Aisha Hinds, who plays Lt. Maureen Mason on ABC's Detroit 1-8-7, was feeling the love recently while at a Trader Joe's in Royal Oak, Michigan. "A woman wanted to give me her entire cart of groceries," she says. "I just came in for a bottle of water."
That's a typical reaction in the Detroit area to the stars of the freshman police drama for being part of the first network TV show to be produced full-time in the city. When you hear the numbers involved, you can understand why. The first 13 episodes of the show will inject as much as $29 million into the battered economy of the area, where the unemployment rate is almost 14 percent. Nearly 200 local people are on the production's payroll, and 15 actors from the area are typically used for an episode. One scene can provide a day's work for as many as 146 background actors or extras.

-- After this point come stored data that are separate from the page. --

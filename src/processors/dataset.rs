//! Dataset container for unmixing experiments.
//!
//! Holds the band-major data matrix produced by the pipeline together with
//! placeholder endmembers and abundances. The cube carries no ground truth,
//! so the placeholders only give the container the same slots as
//! ground-truthed datasets:
//! - `E`: (L, p) uniform random values in [0, 1)
//! - `A`: (p, N) with every entry `1/p`

use std::fmt;
use std::fs;
use std::path::{Path, PathBuf};

use log::{debug, info};
use ndarray::{Array1, Array2};
use rand::rngs::StdRng;
use rand::{Rng, SeedableRng};
use thiserror::Error;

use super::normalizers::{self, Normalizer};
use super::pipeline::{self, PipelineError, Reshaped};
use crate::config::PipelineConfig;
use crate::core::transforms::value_range;

/// Errors that can occur while building a dataset.
#[derive(Debug, Error)]
pub enum DatasetError {
    #[error(transparent)]
    Pipeline(#[from] PipelineError),

    #[error("number of endmembers must be at least 1")]
    NoEndmembers,

    #[error("failed to create figures directory '{path}': {source}")]
    FiguresDirectory {
        path: PathBuf,
        #[source]
        source: std::io::Error,
    },
}

/// Result type for dataset operations.
pub type Result<T> = std::result::Result<T, DatasetError>;

/// Output encoding for [`HyperspectralDataset::matrices`].
#[derive(Debug, Clone, Copy, PartialEq, Eq, Default)]
pub enum Representation {
    /// `f64` arrays, as stored.
    #[default]
    Native,
    /// Contiguous row-major `f32` arrays, ready for tensor libraries.
    Tensor,
}

/// Owned copies of (Y, E, A).
#[derive(Debug, Clone, PartialEq)]
pub struct Matrices<T> {
    pub y: Array2<T>,
    pub e: Array2<T>,
    pub a: Array2<T>,
}

/// (Y, E, A) in the requested representation.
#[derive(Debug, Clone, PartialEq)]
pub enum DatasetMatrices {
    Native(Matrices<f64>),
    Tensor(Matrices<f32>),
}

/// Band-major hyperspectral data with placeholder ground truth.
#[derive(Debug, Clone)]
pub struct HyperspectralDataset {
    y: Array2<f64>,
    e: Array2<f64>,
    a: Array2<f64>,
    scaled_e: Array2<f64>,
    l: usize,
    h: usize,
    w: usize,
    n: usize,
    p: usize,
    labels: Vec<String>,
    wavelengths: Option<Array1<f64>>,
    gain_applied: bool,
    name: String,
    figs_dir: PathBuf,
}

impl HyperspectralDataset {
    /// Build the dataset described by `config`, using the normalizer it
    /// selects.
    pub fn load(config: &PipelineConfig) -> Result<Self> {
        let normalizer = normalizers::from_kind(config.dataset.normalizer);
        Self::load_with(config, normalizer.as_deref())
    }

    /// Build the dataset described by `config` with an explicit normalizer.
    /// `None` leaves the data unscaled.
    pub fn load_with(config: &PipelineConfig, normalizer: Option<&dyn Normalizer>) -> Result<Self> {
        let reshaped = pipeline::load_and_reshape(&config.source, &config.region)?;
        Self::from_reshaped(
            reshaped,
            config.dataset.endmembers,
            normalizer,
            config.dataset.seed,
            &config.dataset.figs_dir,
            &config.dataset.name,
        )
    }

    /// Build the dataset from pipeline output.
    ///
    /// # Arguments
    ///
    /// * `reshaped` - Pipeline output
    /// * `p` - Number of placeholder endmembers
    /// * `normalizer` - Applied to Y and E (giving scaledE) when present
    /// * `seed` - Seed for placeholder endmembers; entropy when `None`
    /// * `figs_dir` - Created if missing
    /// * `name` - Display name
    pub fn from_reshaped(
        reshaped: Reshaped,
        p: usize,
        normalizer: Option<&dyn Normalizer>,
        seed: Option<u64>,
        figs_dir: &Path,
        name: &str,
    ) -> Result<Self> {
        if p == 0 {
            return Err(DatasetError::NoEndmembers);
        }

        let Reshaped {
            y,
            h,
            w,
            l,
            n,
            wavelengths,
            gain_applied,
        } = reshaped;

        let mut rng = match seed {
            Some(seed) => StdRng::seed_from_u64(seed),
            None => StdRng::from_entropy(),
        };
        let e = Array2::from_shape_fn((l, p), |_| rng.gen::<f64>());
        let a = Array2::from_elem((p, n), 1.0 / p as f64);

        let (y, scaled_e) = match normalizer {
            Some(normalizer) => (normalizer.transform(&y), normalizer.transform(&e)),
            None => (y, e.clone()),
        };

        let labels = (1..=p).map(|i| format!("Material_{i}")).collect();

        fs::create_dir_all(figs_dir).map_err(|source| DatasetError::FiguresDirectory {
            path: figs_dir.to_path_buf(),
            source,
        })?;
        debug!("Figures directory: {}", figs_dir.display());

        let dataset = Self {
            y,
            e,
            a,
            scaled_e,
            l,
            h,
            w,
            n,
            p,
            labels,
            wavelengths,
            gain_applied,
            name: name.to_string(),
            figs_dir: figs_dir.to_path_buf(),
        };
        info!("Built dataset {}: {} bands, {} pixels, {} endmembers", dataset.name, l, n, p);

        Ok(dataset)
    }

    /// Copies of (Y, E, A) in the requested representation.
    ///
    /// Every call returns fresh storage; mutating the result never affects
    /// the dataset.
    pub fn matrices(&self, representation: Representation) -> DatasetMatrices {
        match representation {
            Representation::Native => DatasetMatrices::Native(Matrices {
                y: self.y.clone(),
                e: self.e.clone(),
                a: self.a.clone(),
            }),
            Representation::Tensor => DatasetMatrices::Tensor(Matrices {
                y: self.y.mapv(|v| v as f32),
                e: self.e.mapv(|v| v as f32),
                a: self.a.mapv(|v| v as f32),
            }),
        }
    }

    /// Data matrix (L, N).
    pub fn y(&self) -> &Array2<f64> {
        &self.y
    }

    /// Placeholder endmembers (L, p), before normalization.
    pub fn e(&self) -> &Array2<f64> {
        &self.e
    }

    /// Placeholder abundances (p, N).
    pub fn a(&self) -> &Array2<f64> {
        &self.a
    }

    /// Placeholder endmembers after normalization.
    pub fn scaled_e(&self) -> &Array2<f64> {
        &self.scaled_e
    }

    /// Number of bands.
    pub fn l(&self) -> usize {
        self.l
    }

    /// Region height.
    pub fn h(&self) -> usize {
        self.h
    }

    /// Region width.
    pub fn w(&self) -> usize {
        self.w
    }

    /// Number of pixels.
    pub fn n(&self) -> usize {
        self.n
    }

    /// Number of endmembers.
    pub fn p(&self) -> usize {
        self.p
    }

    pub fn labels(&self) -> &[String] {
        &self.labels
    }

    pub fn wavelengths(&self) -> Option<&Array1<f64>> {
        self.wavelengths.as_ref()
    }

    pub fn gain_applied(&self) -> bool {
        self.gain_applied
    }

    pub fn name(&self) -> &str {
        &self.name
    }

    pub fn figs_dir(&self) -> &Path {
        &self.figs_dir
    }
}

impl fmt::Display for HyperspectralDataset {
    fn fmt(&self, f: &mut fmt::Formatter<'_>) -> fmt::Result {
        writeln!(f, "Hyperspectral dataset => {}", self.name)?;
        writeln!(f, "---------------------")?;
        writeln!(f, "{} bands,", self.l)?;
        writeln!(f, "{} lines, {} samples, ({} pixels),", self.h, self.w, self.n)?;
        writeln!(f, "{} endmembers (placeholders for blind unmixing)", self.p)?;
        match value_range(&self.y) {
            Some((lo, hi)) => writeln!(f, "Y range: [{lo:.3}, {hi:.3}]"),
            None => writeln!(f, "Y range: [n/a]"),
        }
    }
}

The Detroit 1-8-7 cast members, many of whom live in the city and its outlying neighborhoods, immerse themselves in the downtown art scene, charity functions and fine dining (Crave in Dearborn is a favorite), and show up at Detroit Tigers games and college football games at Michigan Stadium. Along the way, they hear firsthand how the show is making a difference in the lives of locals. "I asked one of the transportation drivers how he was doing and he said, 'I look at my life six months ago and think about how much life has changed because I have a job on this show,'" says Erin Cummings, who plays medical examiner Dr. Abby Ward. "My stand-in has three daughters. This is not just a cop show on ABC on Tuesday night. This is something that's making a difference in a city that a lot of people in America have written off as dead." City officials initially had misgivings about the show's impact on Detroit's image (1-8-7 is a hip-hop term for homicide), but were assuaged when the series' original faux-documentary format was scrapped.
But like most new 10pm dramas this season, Detroit 1-8-7 has struggled in the ratings. The network has yet to decide on giving a full season order to the show. It would pay for ABC to take a close look at the value of shooting in Detroit before giving up. Michigan's incentive program for film work gives the producers a 40 percent rebate on what they spend in the state. That means a show that typically costs around $3.5 million to make is coming in for about $2.6 million, the cost of most original basic-cable dramas.
ABC is also getting a better show than what it originally bought. Detroit 1-8-7 was developed as a straight procedural at the insistence of network executives who were desperate for one. The producers are slowly opening up the personal stories of the squad-room members, making a series that's more in the mold of NYPD Blue and Hill Street Blues, with an authentic local flavor that comes from shooting on location.
Working on a TV series means a lot to the livelihood of actors, producers and directors. In the case of Detroit 1-8-7, it means even more. "It says to the world that you can make a show in Detroit," says exec producer David Zabel. "And that brings in a lot of business.